US TSYS: Light Twist Steepening, Chinese Equity Woes & JPY Strength Eyed

TYU2 last deals +0-04+ at 121-04, 0-01+ off the peak of its 0-10+ range, operating on volume of ~92K.

  • Modest early cheapening pressure was unwound across most of the Tsy curve during the final Asia-Pac session of the week, with the impulse from the after-hours bid in e-minis (linked to Apple & Amazon earnings) fading as Hong Kong & Chinese equities pulled lower on the back of fresh regulatory worry surrounding some of the notable Chinese tech giants and a lack of immediate stimulus after yesterday’s Politburo meeting in China. A related shunt lower in USD/JPY was also noted. E-minis have held on to the bulk of their gains, with the NASDAQ 100 leading.
  • That leaves the curve twist steepening, with the major cash Tsy benchmarks running 2.5bp richer to 1.0bp cheaper, pivoting around 20s.
  • Overnight flow was headlined by a block buy of FV futures (+2.5K).
  • Looking ahead, PCE data, the employment cost index, the latest MNI Chicago PMI print and final UoM sentiment data (with an eye on 5- to 10-Year inflation expectations after their pullback in the flash reading) provide the highlights of the NY docket. There isn’t any Fedspeak on the slate, but we would expect some impromptu post-blackout appearances on the usual TV channels.
  • Elsewhere, participants will be on the lookout for any fresh colour surrounding a face-to-face meeting between U.S. President Biden and his counterpart Xi, after source reports flagging discussions pertaining to the matter did the rounds in the wake of the call that was held between the leaders on Thursday (the idea was already touted prior to the-call).

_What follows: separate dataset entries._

//! Semantic error types for dockhand.
//!
//! Conditions a caller might inspect or react to are modelled as `thiserror`
//! enums grouped by concern. Opaque reporting (`eyre::Report`) is reserved for
//! the binary boundary.

use std::sync::Arc;

use thiserror::Error;

/// Errors that can occur during configuration loading and validation.
#[derive(Debug, Error)]
pub enum ConfigError {
    /// The configuration file could not be parsed.
    #[error("failed to parse configuration file: {message}")]
    ParseError {
        /// A description of the parse error.
        message: String,
    },

    /// A required configuration value is missing.
    #[error("missing required configuration: {field}")]
    MissingRequired {
        /// The name of the missing field.
        field: String,
    },

    /// A configuration value failed validation.
    #[error("invalid configuration value for '{field}': {reason}")]
    InvalidValue {
        /// The name of the invalid field.
        field: String,
        /// The reason the value is invalid.
        reason: String,
    },

    /// The `OrthoConfig` library returned an error while merging layers.
    #[error("configuration loading failed: {0}")]
    OrthoConfig(Arc<ortho_config::OrthoError>),
}

/// Errors raised when an external process cannot be run to completion.
///
/// None of these carry a partial result: a process that could not be started,
/// joined, or that outlived the client timeout produces no captured output.
#[derive(Debug, Error)]
pub enum ExecutionError {
    /// The process runner could not start the process.
    #[error("failed to start '{program}': {message}")]
    SpawnFailed {
        /// The program that failed to start.
        program: String,
        /// A description of the start failure.
        message: String,
    },

    /// The process started but could not be waited on.
    #[error("failed to wait for '{program}': {message}")]
    JoinFailed {
        /// The program being waited on.
        program: String,
        /// A description of the wait failure.
        message: String,
    },

    /// The process did not exit within the client timeout.
    #[error("'{program}' did not exit within {seconds} seconds")]
    Timeout {
        /// The program that timed out.
        program: String,
        /// The timeout that elapsed, in seconds.
        seconds: u64,
    },

    /// The async runtime backing the process runner could not be created.
    #[error("failed to create process runtime: {message}")]
    RuntimeCreationFailed {
        /// A description of the runtime failure.
        message: String,
    },

    /// The host claims to be containerized but its short name could not be
    /// resolved.
    #[error("failed to resolve host identity: {reason}")]
    HostIdentityUnresolved {
        /// Why the hostname query failed.
        reason: String,
    },
}

/// Errors reported when an engine command ran and exited non-zero.
#[derive(Debug, Error)]
pub enum EngineError {
    /// `run` exited with a non-zero status.
    #[error("failed to run image '{image}': {stderr}")]
    RunFailed {
        /// The image that was requested.
        image: String,
        /// Captured standard error.
        stderr: String,
    },

    /// `top` exited with a non-zero status.
    #[error("failed to list processes of container '{container_id}': {stderr}")]
    TopFailed {
        /// The container whose processes were requested.
        container_id: String,
        /// Captured standard error.
        stderr: String,
    },

    /// A fixed host command exited with a non-zero status.
    #[error("'{command}' exited with status {status}: {stderr}")]
    CommandFailed {
        /// The command that was run.
        command: String,
        /// The exit status.
        status: i32,
        /// Captured standard error.
        stderr: String,
    },
}

/// Errors raised when a successful command printed something unexpected.
#[derive(Debug, Error)]
pub enum OutputError {
    /// Standard output could not be parsed into the expected shape.
    #[error("unexpected engine output: {raw:?}")]
    Malformed {
        /// The offending raw text.
        raw: String,
    },
}

/// Top-level error type for dockhand.
#[derive(Debug, Error)]
pub enum DockhandError {
    /// An error occurred during configuration.
    #[error(transparent)]
    Config(#[from] ConfigError),

    /// An external process could not be run to completion.
    #[error(transparent)]
    Execution(#[from] ExecutionError),

    /// An engine command exited with a non-zero status.
    #[error(transparent)]
    Engine(#[from] EngineError),

    /// Command output could not be parsed.
    #[error(transparent)]
    Output(#[from] OutputError),
}

/// A specialised `Result` type for dockhand operations.
pub type Result<T> = std::result::Result<T, DockhandError>;
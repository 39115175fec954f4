//! Container engine command-line client.
//!
//! Commands are assembled as argument vectors, executed through a
//! [`ProcessRunner`] under a fixed timeout, and their text output parsed into
//! typed results. The pieces compose into [`EngineClient`]:
//!
//! 1. [`PathStyle`] translates host paths for the engine CLI
//! 2. [`ArgumentAssembler`] builds [`CommandLine`]s, masking secrets
//! 3. [`Executor`] runs them and captures output
//! 4. [`parse_process_list`] and [`parse_identifier`] read the output
//! 5. [`ContainmentDetector`] decides whether this host is a container

mod assembler;
mod client;
mod command;
mod containment;
mod executor;
mod launch_env;
mod parse;
mod path;
mod request;
mod tokenize;

#[cfg(test)]
pub(crate) mod test_support;

pub use assembler::ArgumentAssembler;
pub use client::EngineClient;
pub use command::{Arg, CommandLine, MASK_PLACEHOLDER};
pub use containment::{Containment, ContainmentDetector, ContainmentProbe};
pub use executor::{
    DEFAULT_TIMEOUT_SECS, Diagnostics, Executor, JoinOutcome, LaunchEnv, LaunchResult,
    OutputSink, ProcessHandle, ProcessRunner, ProcessSpec, TokioProcessRunner,
    TracingDiagnostics,
};
pub use launch_env::{ENGINE_ENV_VARS, ENGINE_HOST_VAR, LaunchEnvResolver};
pub use parse::{parse_identifier, parse_process_list};
pub use path::{EnginePath, PathStyle};
pub use request::RunRequest;
pub use tokenize::split_words;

JGBS: Reverting To Flattening

Wider core FI gyrations have been at the fore for JGBs from the start of Tokyo trade, with futures eating away at their modest early downtick during the Tokyo afternoon to trade +28 vs. yesterday’s settlement into the bell (failing to challenge overnight session highs).

  • JGBs have reverted to flattening after yesterday’s steepening, with the space benefitting from Thursday’s recession worry driven bid in U.S. Tsys and moves lower in Chinese & Hong Kong equities. The major cash JGB benchmarks run 1.0-4.0bp richer on the session, with 40s providing the firmest point on the curve.
  • Note that swap spreads are wider across the curve, with super-long swaps even seeing payside flow during the Tokyo morning.
  • There was a modest upside surprise across the Tokyo CPI data suite, a non-descript labour market report, while domestic retail sales data provided a miss and prelim industrial production data provided a beat.
  • The results from the latest round of BoJ Rinban operations had no meaningful impact on the space.
  • As an aside, there was another notable pull lower in JPY crosses, led by a technical break in USD/JPY and short JPY position squaring.
  • The BoJ will release its August Rinban plan after hours today. Looking ahead, Monday’s Tokyo docket will be headlined by final manufacturing PMI data.

AUSSIE BONDS: Richer

Aussie bonds caught a bid after an earlier blip lower on wider fixed income moves, the marginal beat in private sector credit growth and an uptick in PPI in Y/Y terms (although with a modest moderation in Q/Q terms). Wider core FI market gyrations were at the fore, with the move higher ultimately facilitated by U.S. Tsys unwinding their earlier cheapening. Cash ACGBs run 8.5-21.0bp richer across the curve, with the belly leading the bid. YM is +20.5 while XM is +19.5, off best levels after showing through their respective overnight highs, with XM back below its overnight peaks at typing. Bills run 14 to 26 ticks richer through the reds, bull flattening.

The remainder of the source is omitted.